Suecia amenaza con bloquear el Full Self-Driving de Tesla en Europa
Tesla vuelve a encontrarse con un obstáculo regulatorio en Europa justo cuando parecía que su Full Self-Driving supervisado empezaba a abrirse paso en varios mercados clave. Suecia ha puesto el foco en una función concreta del sistema: la posibilidad de circular por encima del límite legal de velocidad mediante el llamado Speed Offset.
La llegada del Full Self-Driving supervisado de Tesla a Europa parecía haber ganado impulso después de que Países Bajos se convirtiera en el primer país de la Unión Europea en dar luz verde al sistema el pasado abril. A partir de ahí, otros mercados como Lituania, Estonia, Dinamarca y Bélgica han seguido el mismo camino, mientras que Grecia aparece entre los países que estudian su aprobación.
Sin embargo, Suecia ha decidido marcar distancias. La Administración de Transporte sueca, conocida como TRV, ha trasladado sus dudas al Comité Técnico de Vehículos de Motor de la Unión Europea, el TCMV, y ha advertido de que podría votar en contra de una autorización comunitaria si Tesla no modifica el comportamiento de su sistema.
El problema está en el “Speed Offset”
La principal objeción de Suecia se centra en una función denominada Speed Offset. Esta opción permite que el conductor establezca un margen para que el vehículo pueda circular por encima del límite de velocidad indicado en la vía.
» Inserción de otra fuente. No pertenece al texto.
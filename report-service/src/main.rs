use anyhow::Result;
use report_service::{config::AppConfig, http, metrics_server, observability, store};
use std::net::SocketAddr;

#[tokio::main]
async fn main() -> Result<()> {
    observability::init_tracing();

    // Load configuration
    let cfg = AppConfig::load()?;

    // Start metrics server if configured
    if let Some(metrics_cfg) = &cfg.metrics {
        metrics_server::init(&metrics_cfg.bind_addr).await?;
    }

    let store = store::open_store(&cfg).await?;
    let app = http::create_router(http::AppState::new(store), cfg.server.max_body_bytes);

    let addr: SocketAddr = cfg
        .server
        .bind_addr
        .parse()
        .map_err(|e| anyhow::anyhow!("invalid server.bind_addr: {e}"))?;
    let listener = tokio::net::TcpListener::bind(addr).await?;
    tracing::info!(%addr, "report service listening");

    axum::serve(listener, app.into_make_service()).await?;

    Ok(())
}
pub mod db;
pub mod domain;
pub mod store;

pub use store::{MemoryReadingStore, PgReadingStore, ReadingStore, StoreError, StoreTransaction};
Para las autoridades suecas, este punto es difícil de encajar con la normativa europea y con el propio objetivo de la automatización: mejorar la seguridad vial. El argumento es claro: si un sistema avanzado de asistencia a la conducción puede superar de forma sistemática los límites legales, se abre una puerta peligrosa desde el punto de vista regulatorio y también de percepción pública.
Tesla, por su parte, mantiene que el FSD supervisado no convierte al vehículo en un coche autónomo sin intervención humana. El conductor sigue siendo responsable de vigilar la conducción, mantener la atención y actuar cuando sea necesario. Esa misma lectura ha sido utilizada por países como Dinamarca o Estonia para aceptar el sistema en sus carreteras.
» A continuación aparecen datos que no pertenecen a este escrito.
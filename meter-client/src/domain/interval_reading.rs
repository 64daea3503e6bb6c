use serde::{Deserialize, Serialize};

#[derive(Debug, Clone, PartialEq, Serialize, Deserialize, sqlx::FromRow)]
pub struct IntervalReading {
    pub id: i64,
    pub reading_type_id: i64,
    /// Epoch seconds, UTC.
    pub start_timestamp: i64,
    pub duration_seconds: i64,
    /// Already normalized to kWh.
    pub reading_value: i64,
}

#[derive(Debug, Clone, PartialEq)]
pub struct NewIntervalReading {
    pub reading_type_id: i64,
    pub start_timestamp: i64,
    pub duration_seconds: i64,
    pub reading_value: i64,
}

impl NewIntervalReading {
    pub fn into_interval_reading(self, id: i64) -> IntervalReading {
        IntervalReading {
            id,
            reading_type_id: self.reading_type_id,
            start_timestamp: self.start_timestamp,
            duration_seconds: self.duration_seconds,
            reading_value: self.reading_value,
        }
    }
}
use crate::error::{AppError, Result};
use crate::feed::{Entry, Feed};

/// A feed with an identifier and at least one entry.
#[derive(Debug, Clone, Copy)]
pub struct ValidatedFeed<'a> {
    pub id: &'a str,
    pub entries: &'a [Entry],
}

/// Pure structural check of a decoded feed. Must run before any extraction
/// or store access.
pub fn validate_feed(feed: Option<&Feed>) -> Result<ValidatedFeed<'_>> {
    let missing = || {
        AppError::MissingData("Feed or its required fields (id, entries) are missing".to_string())
    };

    let feed = feed.ok_or_else(missing)?;
    let id = feed
        .id
        .as_deref()
        .filter(|id| !id.trim().is_empty())
        .ok_or_else(missing)?;
    let entries = feed
        .entries
        .as_deref()
        .filter(|entries| !entries.is_empty())
        .ok_or_else(missing)?;

    Ok(ValidatedFeed { id, entries })
}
Un detalle técnico que puede decidir el futuro del FSD
En Europa, el funcionamiento previsto del FSD no es idéntico al de Estados Unidos. Allí Tesla ofrece distintos perfiles de conducción, con modos más relajados o más agresivos. En el caso europeo, el sistema contempla configuraciones como el ajuste contextual de velocidad, pero el Speed Offset es el elemento que más incomodidad está generando entre algunos reguladores.
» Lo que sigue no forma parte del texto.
//! Rate limiting middleware using governor and `tower_governor`.
//!
//! - `login_rate_limiter`: Strict limits for the console login (~10/min)
//! - `form_rate_limiter`: Limits for lead capture (~20/min)

use std::net::{IpAddr, SocketAddr};
use std::sync::Arc;

use axum::extract::ConnectInfo;
use axum::http::Request;
use governor::clock::QuantaInstant;
use governor::middleware::NoOpMiddleware;
use tower_governor::{GovernorError, GovernorLayer, governor::GovernorConfigBuilder};

/// Proxy headers carrying the client IP, most trusted first.
const CLIENT_IP_HEADERS: &[&str] = &["cf-connecting-ip", "x-real-ip", "fly-client-ip"];

/// Key extractor that reads the client IP from proxy headers, then the
/// socket peer address.
#[derive(Clone, Copy)]
pub struct ClientIpKeyExtractor;

impl tower_governor::key_extractor::KeyExtractor for ClientIpKeyExtractor {
    type Key = IpAddr;

    fn extract<T>(&self, req: &Request<T>) -> Result<Self::Key, GovernorError> {
        client_ip(req).ok_or(GovernorError::UnableToExtractKey)
    }
}

fn client_ip<T>(req: &Request<T>) -> Option<IpAddr> {
    let headers = req.headers();
    let header_ip = |name: &str| {
        headers
            .get(name)
            .and_then(|v| v.to_str().ok())
            .and_then(|s| s.trim().parse::<IpAddr>().ok())
    };

    if let Some(ip) = header_ip(CLIENT_IP_HEADERS[0]) {
        return Some(ip);
    }

    // First hop of X-Forwarded-For
    if let Some(ip) = headers
        .get("x-forwarded-for")
        .and_then(|v| v.to_str().ok())
        .and_then(|s| s.split(',').next())
        .and_then(|s| s.trim().parse::<IpAddr>().ok())
    {
        return Some(ip);
    }

    CLIENT_IP_HEADERS[1..]
        .iter()
        .find_map(|name| header_ip(name))
        .or_else(|| {
            req.extensions()
                .get::<ConnectInfo<SocketAddr>>()
                .map(|ConnectInfo(addr)| addr.ip())
        })
}

/// Rate limiter layer type for Axum.
pub type RateLimiterLayer =
    GovernorLayer<ClientIpKeyExtractor, NoOpMiddleware<QuantaInstant>, axum::body::Body>;

/// Create rate limiter for the login form: ~10 requests per minute per IP.
///
/// Configuration: 1 request every 6 seconds (replenish), burst of 5.
///
/// # Panics
///
/// This function will not panic. The configuration uses only valid positive
/// integers, which are always accepted by `GovernorConfigBuilder`.
#[must_use]
pub fn login_rate_limiter() -> RateLimiterLayer {
    let config = GovernorConfigBuilder::default()
        .key_extractor(ClientIpKeyExtractor)
        .per_second(6) // Replenish 1 token every 6 seconds (~10/minute)
        .burst_size(5)
        .finish()
        .expect("rate limiter config with per_second(6) and burst_size(5) is valid");
    GovernorLayer::new(Arc::new(config))
}

/// Create rate limiter for lead capture: ~20 requests per minute per IP.
///
/// Configuration: 1 request every 3 seconds (replenish), burst of 10.
///
/// # Panics
///
/// This function will not panic. The configuration uses only valid positive
/// integers, which are always accepted by `GovernorConfigBuilder`.
#[must_use]
pub fn form_rate_limiter() -> RateLimiterLayer {
    let config = GovernorConfigBuilder::default()
        .key_extractor(ClientIpKeyExtractor)
        .per_second(3)
        .burst_size(10)
        .finish()
        .expect("rate limiter config with per_second(3) and burst_size(10) is valid");
    GovernorLayer::new(Arc::new(config))
}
Suecia no está completamente sola en esta posición. Según informaciones recogidas por Reuters, Finlandia y Noruega también han mostrado inquietud por la gestión de la velocidad, aunque el debate más directo en estos momentos lo protagoniza el regulador sueco.
La próxima cita importante será el 30 de junio, cuando el TCMV tiene previsto abordar de nuevo esta cuestión antes de una posible votación posterior al verano. Para que el FSD supervisado obtenga una aprobación a escala europea, será necesaria una mayoría cualificada de Estados miembros.
Tesla se juega mucho más que una función
Para Tesla, una aprobación europea del FSD tendría una enorme importancia estratégica. La marca necesita reforzar su posición en un mercado donde la competencia se ha endurecido, tanto por parte de fabricantes europeos como por la presión creciente de marcas chinas.
Un rechazo no solo retrasaría sus planes, sino que también podría afectar a las autorizaciones nacionales ya concedidas sobre la base del visto bueno neerlandés. Según la interpretación de autoridades como la danesa, esas aprobaciones podrían perder efecto si no prospera la validación comunitaria.
Un nuevo problema para Tesla en Europa aunque creo que tiene fácil solución
La postura de Suecia puede parecer estricta, pero tiene bastante sentido. No hablamos de una simple ayuda a la conducción, sino de un sistema que Tesla presenta comercialmente como una de sus grandes ventajas tecnológicas. Precisamente por eso, cualquier margen de ambigüedad debe resolverse antes de que llegue a millones de conductores europeos.
El Speed Offset puede parecer una función menor, pero toca un principio básico: los límites de velocidad no son orientativos. Si la Unión Europea permite que un sistema automatizado los supere por diseño, aunque sea con supervisión humana, el mensaje regulatorio queda debilitado. Tesla probablemente tendrá que elegir entre mantener esa flexibilidad o aceptar una versión más conservadora del FSD para Europa. Y, siendo realistas, si quiere conquistar el mercado europeo, tendrá que adaptarse a Europa.